*** SOURCE MATERIAL ***
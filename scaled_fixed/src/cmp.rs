//! Comparisons between fixed-point values of any format and native integers.
//!
//! Operands are aligned to the finer exponent and compared as integers, so
//! equality is equality of the represented values regardless of width or
//! exponent.

use core::cmp::Ordering;

use typenum::Integer;

use crate::convert::cmp_scaled;
use crate::fixed_point::{FixedPoint, Scaled};
use crate::rep::Rep;

impl<RA, EA, RB, EB> PartialEq<FixedPoint<RB, EB>> for FixedPoint<RA, EA>
where
    RA: Rep,
    EA: Integer,
    RB: Rep,
    EB: Integer,
{
    #[inline]
    fn eq(&self, other: &FixedPoint<RB, EB>) -> bool {
        cmp_scaled(self.to_wide(), EA::I32, other.to_wide(), EB::I32) == Ordering::Equal
    }
}

impl<R: Rep, E: Integer> Eq for FixedPoint<R, E> {}

impl<RA, EA, RB, EB> PartialOrd<FixedPoint<RB, EB>> for FixedPoint<RA, EA>
where
    RA: Rep,
    EA: Integer,
    RB: Rep,
    EB: Integer,
{
    #[inline]
    fn partial_cmp(&self, other: &FixedPoint<RB, EB>) -> Option<Ordering> {
        Some(cmp_scaled(self.to_wide(), EA::I32, other.to_wide(), EB::I32))
    }
}

impl<R: Rep, E: Integer> Ord for FixedPoint<R, E> {
    #[inline]
    fn cmp(&self, other: &Self) -> Ordering {
        self.raw_value().cmp(&other.raw_value())
    }
}

macro_rules! int_cmp {
    ($($int:ty),+) => {
        $(
            impl<R: Rep, E: Integer> PartialEq<$int> for FixedPoint<R, E> {
                #[inline]
                fn eq(&self, other: &$int) -> bool {
                    cmp_scaled(self.to_wide(), E::I32, other.widen(), 0) == Ordering::Equal
                }
            }

            impl<R: Rep, E: Integer> PartialEq<FixedPoint<R, E>> for $int {
                #[inline]
                fn eq(&self, other: &FixedPoint<R, E>) -> bool {
                    other == self
                }
            }

            impl<R: Rep, E: Integer> PartialOrd<$int> for FixedPoint<R, E> {
                #[inline]
                fn partial_cmp(&self, other: &$int) -> Option<Ordering> {
                    Some(cmp_scaled(self.to_wide(), E::I32, other.widen(), 0))
                }
            }

            impl<R: Rep, E: Integer> PartialOrd<FixedPoint<R, E>> for $int {
                #[inline]
                fn partial_cmp(&self, other: &FixedPoint<R, E>) -> Option<Ordering> {
                    other.partial_cmp(self).map(Ordering::reverse)
                }
            }
        )+
    };
}

int_cmp!(i8, u8, i16, u16, i32, u32, i64, u64);

#[cfg(test)]
mod tests {
    use super::*;
    use typenum::{N3, N4, N8, P4};

    #[test]
    fn test_equal_across_formats() {
        let a = FixedPoint::<u8, N3>::from_int(11);
        let b = FixedPoint::<i64, N8>::from_f64(11.0);
        let c = FixedPoint::<u16, P4>::from_raw(0);
        assert_eq!(a, b);
        assert_eq!(b, a);
        assert_ne!(a, c);
    }

    #[test]
    fn test_ordering_across_formats() {
        let small = FixedPoint::<i8, N4>::from_f64(-7.5);
        let big = FixedPoint::<u16, P4>::from_raw(1);
        assert!(small < big);
        assert!(big > small);
        assert!(FixedPoint::<u8, N4>::from_f64(0.0625) > FixedPoint::<i32, N8>::from_raw(15));
        assert!(FixedPoint::<u8, N4>::from_f64(0.0625) <= FixedPoint::<i32, N8>::from_raw(16));
    }

    #[test]
    fn test_ord_within_type() {
        let mut values = [
            FixedPoint::<i16, N4>::from_f64(1.5),
            FixedPoint::from_f64(-3.0),
            FixedPoint::from_f64(0.25),
        ];
        values.sort();
        assert_eq!(values[0], -3);
        assert_eq!(values[2], 1.5);
    }

    #[test]
    fn test_native_integer_comparisons() {
        let x = FixedPoint::<u32, typenum::N30>::from_int(3);
        assert_eq!(x, 3u8);
        assert_eq!(3i64, x);
        assert!(x > 2i32);
        assert!(x < 4u64);
        assert!(-1i8 < x);
        assert_ne!(FixedPoint::<i16, N4>::from_f64(2.5), 2i16);
    }
}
*** End of SOURCE MATERIAL ***
TASK GOAL ▸
A word-for-word restatement of every record above is expected.

RESULT OF THE EXERCISE ▸
filename scaled_fixed/src/cmp.rs
//! Comparisons between fixed-point values of any format and native integers.
//!
//! Operands are aligned to the finer exponent and compared as integers, so
//! equality is equality of the represented values regardless of width or
//! exponent.

use core::cmp::Ordering;

use typenum::Integer;

use crate::convert::cmp_scaled;
use crate::fixed_point::{FixedPoint, Scaled};
use crate::rep::Rep;

impl<RA, EA, RB, EB> PartialEq<FixedPoint<RB, EB>> for FixedPoint<RA, EA>
where
    RA: Rep,
    EA: Integer,
    RB: Rep,
    EB: Integer,
{
    #[inline]
    fn eq(&self, other: &FixedPoint<RB, EB>) -> bool {
        cmp_scaled(self.to_wide(), EA::I32, other.to_wide(), EB::I32) == Ordering::Equal
    }
}

impl<R: Rep, E: Integer> Eq for FixedPoint<R, E> {}

impl<RA, EA, RB, EB> PartialOrd<FixedPoint<RB, EB>> for FixedPoint<RA, EA>
where
    RA: Rep,
    EA: Integer,
    RB: Rep,
    EB: Integer,
{
    #[inline]
    fn partial_cmp(&self, other: &FixedPoint<RB, EB>) -> Option<Ordering> {
        Some(cmp_scaled(self.to_wide(), EA::I32, other.to_wide(), EB::I32))
    }
}

impl<R: Rep, E: Integer> Ord for FixedPoint<R, E> {
    #[inline]
    fn cmp(&self, other: &Self) -> Ordering {
        self.raw_value().cmp(&other.raw_value())
    }
}

macro_rules! int_cmp {
    ($($int:ty),+) => {
        $(
            impl<R: Rep, E: Integer> PartialEq<$int> for FixedPoint<R, E> {
                #[inline]
                fn eq(&self, other: &$int) -> bool {
                    cmp_scaled(self.to_wide(), E::I32, other.widen(), 0) == Ordering::Equal
                }
            }

            impl<R: Rep, E: Integer> PartialEq<FixedPoint<R, E>> for $int {
                #[inline]
                fn eq(&self, other: &FixedPoint<R, E>) -> bool {
                    other == self
                }
            }

            impl<R: Rep, E: Integer> PartialOrd<$int> for FixedPoint<R, E> {
                #[inline]
                fn partial_cmp(&self, other: &$int) -> Option<Ordering> {
                    Some(cmp_scaled(self.to_wide(), E::I32, other.widen(), 0))
                }
            }

            impl<R: Rep, E: Integer> PartialOrd<FixedPoint<R, E>> for $int {
                #[inline]
                fn partial_cmp(&self, other: &FixedPoint<R, E>) -> Option<Ordering> {
                    other.partial_cmp(self).map(Ordering::reverse)
                }
            }
        )+
    };
}

int_cmp!(i8, u8, i16, u16, i32, u32, i64, u64);

#[cfg(test)]
mod tests {
    use super::*;
    use typenum::{N3, N4, N8, P4};

    #[test]
    fn test_equal_across_formats() {
        let a = FixedPoint::<u8, N3>::from_int(11);
        let b = FixedPoint::<i64, N8>::from_f64(11.0);
        let c = FixedPoint::<u16, P4>::from_raw(0);
        assert_eq!(a, b);
        assert_eq!(b, a);
        assert_ne!(a, c);
    }

    #[test]
    fn test_ordering_across_formats() {
        let small = FixedPoint::<i8, N4>::from_f64(-7.5);
        let big = FixedPoint::<u16, P4>::from_raw(1);
        assert!(small < big);
        assert!(big > small);
        assert!(FixedPoint::<u8, N4>::from_f64(0.0625) > FixedPoint::<i32, N8>::from_raw(15));
        assert!(FixedPoint::<u8, N4>::from_f64(0.0625) <= FixedPoint::<i32, N8>::from_raw(16));
    }

    #[test]
    fn test_ord_within_type() {
        let mut values = [
            FixedPoint::<i16, N4>::from_f64(1.5),
            FixedPoint::from_f64(-3.0),
            FixedPoint::from_f64(0.25),
        ];
        values.sort();
        assert_eq!(values[0], -3);
        assert_eq!(values[2], 1.5);
    }

    #[test]
    fn test_native_integer_comparisons() {
        let x = FixedPoint::<u32, typenum::N30>::from_int(3);
        assert_eq!(x, 3u8);
        assert_eq!(3i64, x);
        assert!(x > 2i32);
        assert!(x < 4u64);
        assert!(-1i8 < x);
        assert_ne!(FixedPoint::<i16, N4>::from_f64(2.5), 2i16);
    }
}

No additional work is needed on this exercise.